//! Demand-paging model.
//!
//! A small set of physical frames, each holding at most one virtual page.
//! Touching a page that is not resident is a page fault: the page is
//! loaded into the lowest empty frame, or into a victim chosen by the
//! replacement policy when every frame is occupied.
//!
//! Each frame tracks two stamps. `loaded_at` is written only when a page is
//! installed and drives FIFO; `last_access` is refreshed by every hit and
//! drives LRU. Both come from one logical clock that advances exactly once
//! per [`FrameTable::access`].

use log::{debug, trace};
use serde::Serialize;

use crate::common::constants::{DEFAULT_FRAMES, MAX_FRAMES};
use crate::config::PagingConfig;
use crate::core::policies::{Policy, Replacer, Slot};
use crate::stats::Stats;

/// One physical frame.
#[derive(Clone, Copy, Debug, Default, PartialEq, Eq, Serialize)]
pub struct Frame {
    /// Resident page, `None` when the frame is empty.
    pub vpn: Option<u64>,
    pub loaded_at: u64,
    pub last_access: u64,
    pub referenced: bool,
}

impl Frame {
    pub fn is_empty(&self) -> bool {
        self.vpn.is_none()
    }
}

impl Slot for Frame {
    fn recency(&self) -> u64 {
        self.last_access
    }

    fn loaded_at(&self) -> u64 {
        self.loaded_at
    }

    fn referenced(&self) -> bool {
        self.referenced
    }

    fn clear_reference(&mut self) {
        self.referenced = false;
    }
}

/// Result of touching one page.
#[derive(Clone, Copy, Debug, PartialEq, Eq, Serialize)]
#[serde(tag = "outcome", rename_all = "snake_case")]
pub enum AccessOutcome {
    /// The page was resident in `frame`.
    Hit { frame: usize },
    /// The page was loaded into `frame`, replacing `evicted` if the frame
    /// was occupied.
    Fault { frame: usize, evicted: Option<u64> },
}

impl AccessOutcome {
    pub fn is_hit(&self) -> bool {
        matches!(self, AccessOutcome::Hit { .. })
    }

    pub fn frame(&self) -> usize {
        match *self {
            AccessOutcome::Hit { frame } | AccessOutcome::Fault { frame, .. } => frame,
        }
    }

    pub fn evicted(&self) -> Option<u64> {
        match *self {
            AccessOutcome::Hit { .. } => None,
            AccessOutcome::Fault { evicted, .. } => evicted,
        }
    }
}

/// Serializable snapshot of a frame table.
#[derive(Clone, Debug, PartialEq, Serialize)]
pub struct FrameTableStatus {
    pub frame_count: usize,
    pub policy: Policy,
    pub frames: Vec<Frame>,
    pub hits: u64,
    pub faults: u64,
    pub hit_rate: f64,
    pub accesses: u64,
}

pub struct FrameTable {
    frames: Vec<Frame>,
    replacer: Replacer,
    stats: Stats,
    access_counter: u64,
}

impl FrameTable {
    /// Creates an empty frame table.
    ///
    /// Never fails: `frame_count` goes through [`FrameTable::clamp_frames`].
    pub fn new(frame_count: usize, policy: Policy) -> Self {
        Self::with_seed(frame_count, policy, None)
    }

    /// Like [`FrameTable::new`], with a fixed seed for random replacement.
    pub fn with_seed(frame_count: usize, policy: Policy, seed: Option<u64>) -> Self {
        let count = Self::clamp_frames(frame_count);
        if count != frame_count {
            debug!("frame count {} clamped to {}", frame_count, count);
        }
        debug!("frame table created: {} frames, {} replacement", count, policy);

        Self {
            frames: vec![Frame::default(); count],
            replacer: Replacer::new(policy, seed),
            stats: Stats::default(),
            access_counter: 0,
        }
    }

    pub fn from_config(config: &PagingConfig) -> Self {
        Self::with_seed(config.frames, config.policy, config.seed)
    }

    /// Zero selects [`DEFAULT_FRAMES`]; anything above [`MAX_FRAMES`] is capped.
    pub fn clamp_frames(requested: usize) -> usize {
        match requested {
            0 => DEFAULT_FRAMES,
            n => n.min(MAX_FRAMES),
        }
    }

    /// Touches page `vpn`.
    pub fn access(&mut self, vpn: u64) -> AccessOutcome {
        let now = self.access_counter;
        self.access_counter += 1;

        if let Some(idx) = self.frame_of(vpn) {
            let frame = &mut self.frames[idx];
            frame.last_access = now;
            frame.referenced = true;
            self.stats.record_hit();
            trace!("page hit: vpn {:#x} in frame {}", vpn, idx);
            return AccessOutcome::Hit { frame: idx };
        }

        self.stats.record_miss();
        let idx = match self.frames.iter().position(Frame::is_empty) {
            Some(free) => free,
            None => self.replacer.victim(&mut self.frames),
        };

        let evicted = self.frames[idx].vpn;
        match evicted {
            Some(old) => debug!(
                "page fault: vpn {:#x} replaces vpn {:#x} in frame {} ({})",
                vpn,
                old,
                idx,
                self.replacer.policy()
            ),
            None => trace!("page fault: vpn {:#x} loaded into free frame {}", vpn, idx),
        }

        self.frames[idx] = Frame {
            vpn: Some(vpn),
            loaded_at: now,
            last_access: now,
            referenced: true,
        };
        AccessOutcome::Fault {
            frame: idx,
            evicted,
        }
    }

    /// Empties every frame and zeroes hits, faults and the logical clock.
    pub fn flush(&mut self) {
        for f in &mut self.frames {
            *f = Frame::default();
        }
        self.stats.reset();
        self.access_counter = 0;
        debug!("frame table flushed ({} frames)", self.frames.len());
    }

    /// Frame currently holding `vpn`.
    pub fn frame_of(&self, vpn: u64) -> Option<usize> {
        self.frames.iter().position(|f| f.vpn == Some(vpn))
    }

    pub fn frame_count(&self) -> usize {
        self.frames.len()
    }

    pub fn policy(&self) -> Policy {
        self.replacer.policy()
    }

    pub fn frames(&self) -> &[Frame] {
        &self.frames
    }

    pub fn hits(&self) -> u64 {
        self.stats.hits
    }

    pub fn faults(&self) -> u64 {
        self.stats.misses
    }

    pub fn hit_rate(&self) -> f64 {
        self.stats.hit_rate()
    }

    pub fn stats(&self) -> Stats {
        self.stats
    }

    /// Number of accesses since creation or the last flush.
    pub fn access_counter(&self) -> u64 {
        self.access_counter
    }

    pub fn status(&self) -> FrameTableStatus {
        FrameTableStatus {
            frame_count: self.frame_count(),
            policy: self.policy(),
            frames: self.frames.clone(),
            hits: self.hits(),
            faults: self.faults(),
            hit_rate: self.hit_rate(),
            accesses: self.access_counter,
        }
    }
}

...

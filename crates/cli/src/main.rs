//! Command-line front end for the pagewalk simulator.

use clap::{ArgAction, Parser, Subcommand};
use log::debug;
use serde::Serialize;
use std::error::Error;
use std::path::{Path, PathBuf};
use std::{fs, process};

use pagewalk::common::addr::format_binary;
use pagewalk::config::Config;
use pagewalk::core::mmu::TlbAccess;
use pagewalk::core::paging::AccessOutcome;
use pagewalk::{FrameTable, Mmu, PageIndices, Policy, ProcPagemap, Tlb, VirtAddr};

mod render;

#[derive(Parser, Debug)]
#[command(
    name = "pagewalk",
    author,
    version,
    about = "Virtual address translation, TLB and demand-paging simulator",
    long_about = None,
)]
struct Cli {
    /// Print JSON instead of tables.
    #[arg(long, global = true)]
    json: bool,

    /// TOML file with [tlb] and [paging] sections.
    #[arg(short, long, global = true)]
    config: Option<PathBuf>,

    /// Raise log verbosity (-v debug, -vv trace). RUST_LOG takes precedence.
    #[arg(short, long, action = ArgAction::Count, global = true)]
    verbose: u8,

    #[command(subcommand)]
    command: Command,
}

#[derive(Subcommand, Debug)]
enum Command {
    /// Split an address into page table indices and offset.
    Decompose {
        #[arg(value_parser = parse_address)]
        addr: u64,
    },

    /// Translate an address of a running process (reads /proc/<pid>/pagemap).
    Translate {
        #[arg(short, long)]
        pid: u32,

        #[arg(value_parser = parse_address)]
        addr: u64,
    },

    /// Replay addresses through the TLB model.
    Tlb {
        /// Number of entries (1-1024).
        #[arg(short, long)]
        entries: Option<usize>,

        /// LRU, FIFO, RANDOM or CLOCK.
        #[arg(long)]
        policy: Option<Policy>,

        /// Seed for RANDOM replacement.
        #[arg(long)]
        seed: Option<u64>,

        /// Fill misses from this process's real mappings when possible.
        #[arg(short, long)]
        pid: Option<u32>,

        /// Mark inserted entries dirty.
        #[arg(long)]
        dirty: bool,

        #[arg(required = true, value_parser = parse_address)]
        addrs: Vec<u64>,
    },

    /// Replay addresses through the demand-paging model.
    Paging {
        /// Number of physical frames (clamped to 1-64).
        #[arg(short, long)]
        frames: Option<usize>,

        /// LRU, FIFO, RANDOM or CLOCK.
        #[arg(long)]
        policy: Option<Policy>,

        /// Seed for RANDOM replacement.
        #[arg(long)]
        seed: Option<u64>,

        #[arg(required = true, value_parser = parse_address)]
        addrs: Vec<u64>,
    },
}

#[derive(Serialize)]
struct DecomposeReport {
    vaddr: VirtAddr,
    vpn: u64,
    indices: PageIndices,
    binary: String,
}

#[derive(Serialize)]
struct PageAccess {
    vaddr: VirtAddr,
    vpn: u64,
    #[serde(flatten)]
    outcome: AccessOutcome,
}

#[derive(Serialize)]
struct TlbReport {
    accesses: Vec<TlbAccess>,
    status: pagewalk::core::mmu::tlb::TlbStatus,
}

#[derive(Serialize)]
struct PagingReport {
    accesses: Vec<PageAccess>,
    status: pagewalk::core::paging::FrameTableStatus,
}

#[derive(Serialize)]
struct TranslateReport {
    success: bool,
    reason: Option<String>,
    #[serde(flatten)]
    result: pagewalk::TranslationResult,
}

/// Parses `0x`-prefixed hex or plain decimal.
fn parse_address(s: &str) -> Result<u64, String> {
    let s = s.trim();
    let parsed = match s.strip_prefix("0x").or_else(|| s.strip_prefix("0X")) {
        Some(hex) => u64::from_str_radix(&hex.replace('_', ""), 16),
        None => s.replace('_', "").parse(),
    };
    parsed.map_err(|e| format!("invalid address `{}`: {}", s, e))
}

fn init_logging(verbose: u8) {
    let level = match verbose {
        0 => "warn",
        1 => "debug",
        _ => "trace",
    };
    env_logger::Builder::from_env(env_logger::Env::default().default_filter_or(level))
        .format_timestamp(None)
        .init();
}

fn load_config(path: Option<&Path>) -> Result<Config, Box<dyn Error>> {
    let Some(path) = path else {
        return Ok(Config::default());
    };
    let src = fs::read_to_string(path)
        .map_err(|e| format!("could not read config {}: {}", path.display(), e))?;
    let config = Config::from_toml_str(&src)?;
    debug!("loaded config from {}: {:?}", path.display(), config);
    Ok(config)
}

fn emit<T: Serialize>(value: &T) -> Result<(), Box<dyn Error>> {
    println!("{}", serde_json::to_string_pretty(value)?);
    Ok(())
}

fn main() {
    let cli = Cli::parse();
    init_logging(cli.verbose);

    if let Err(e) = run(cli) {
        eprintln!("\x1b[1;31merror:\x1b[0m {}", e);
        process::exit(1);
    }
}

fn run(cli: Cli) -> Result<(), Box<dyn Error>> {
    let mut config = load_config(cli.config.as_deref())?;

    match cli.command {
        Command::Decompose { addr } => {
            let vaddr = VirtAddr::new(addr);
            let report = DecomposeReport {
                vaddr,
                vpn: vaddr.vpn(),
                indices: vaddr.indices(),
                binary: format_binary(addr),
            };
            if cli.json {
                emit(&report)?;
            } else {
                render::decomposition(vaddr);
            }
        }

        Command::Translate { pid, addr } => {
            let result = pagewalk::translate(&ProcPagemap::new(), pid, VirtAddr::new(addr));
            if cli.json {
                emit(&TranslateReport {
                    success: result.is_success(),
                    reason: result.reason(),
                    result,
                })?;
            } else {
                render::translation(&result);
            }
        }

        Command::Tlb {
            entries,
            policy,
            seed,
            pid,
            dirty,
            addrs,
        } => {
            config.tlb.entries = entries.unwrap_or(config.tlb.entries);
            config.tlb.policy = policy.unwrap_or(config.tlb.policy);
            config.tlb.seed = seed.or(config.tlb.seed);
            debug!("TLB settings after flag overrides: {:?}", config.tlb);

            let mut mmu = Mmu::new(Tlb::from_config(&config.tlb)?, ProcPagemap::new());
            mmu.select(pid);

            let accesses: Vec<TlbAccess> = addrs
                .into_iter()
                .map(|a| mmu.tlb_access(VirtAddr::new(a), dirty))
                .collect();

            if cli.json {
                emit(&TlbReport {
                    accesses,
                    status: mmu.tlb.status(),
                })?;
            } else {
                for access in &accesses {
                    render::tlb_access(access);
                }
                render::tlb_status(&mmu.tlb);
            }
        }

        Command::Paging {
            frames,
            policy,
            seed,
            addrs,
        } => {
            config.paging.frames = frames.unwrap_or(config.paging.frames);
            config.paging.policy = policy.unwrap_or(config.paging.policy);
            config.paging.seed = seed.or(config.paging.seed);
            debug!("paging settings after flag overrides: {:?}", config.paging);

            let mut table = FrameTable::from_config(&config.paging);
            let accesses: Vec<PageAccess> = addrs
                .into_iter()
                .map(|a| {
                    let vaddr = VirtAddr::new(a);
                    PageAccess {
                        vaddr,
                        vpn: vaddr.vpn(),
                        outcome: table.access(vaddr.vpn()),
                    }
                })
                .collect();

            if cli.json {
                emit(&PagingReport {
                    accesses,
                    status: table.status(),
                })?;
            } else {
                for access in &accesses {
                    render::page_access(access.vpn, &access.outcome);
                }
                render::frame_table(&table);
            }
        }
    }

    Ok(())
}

Instructions for the task: Each line above that contains the string "referenced" should be copied.

Response box:
    pub referenced: bool,
    fn referenced(&self) -> bool {
        self.referenced
        self.referenced = false;
            frame.referenced = true;
            referenced: true,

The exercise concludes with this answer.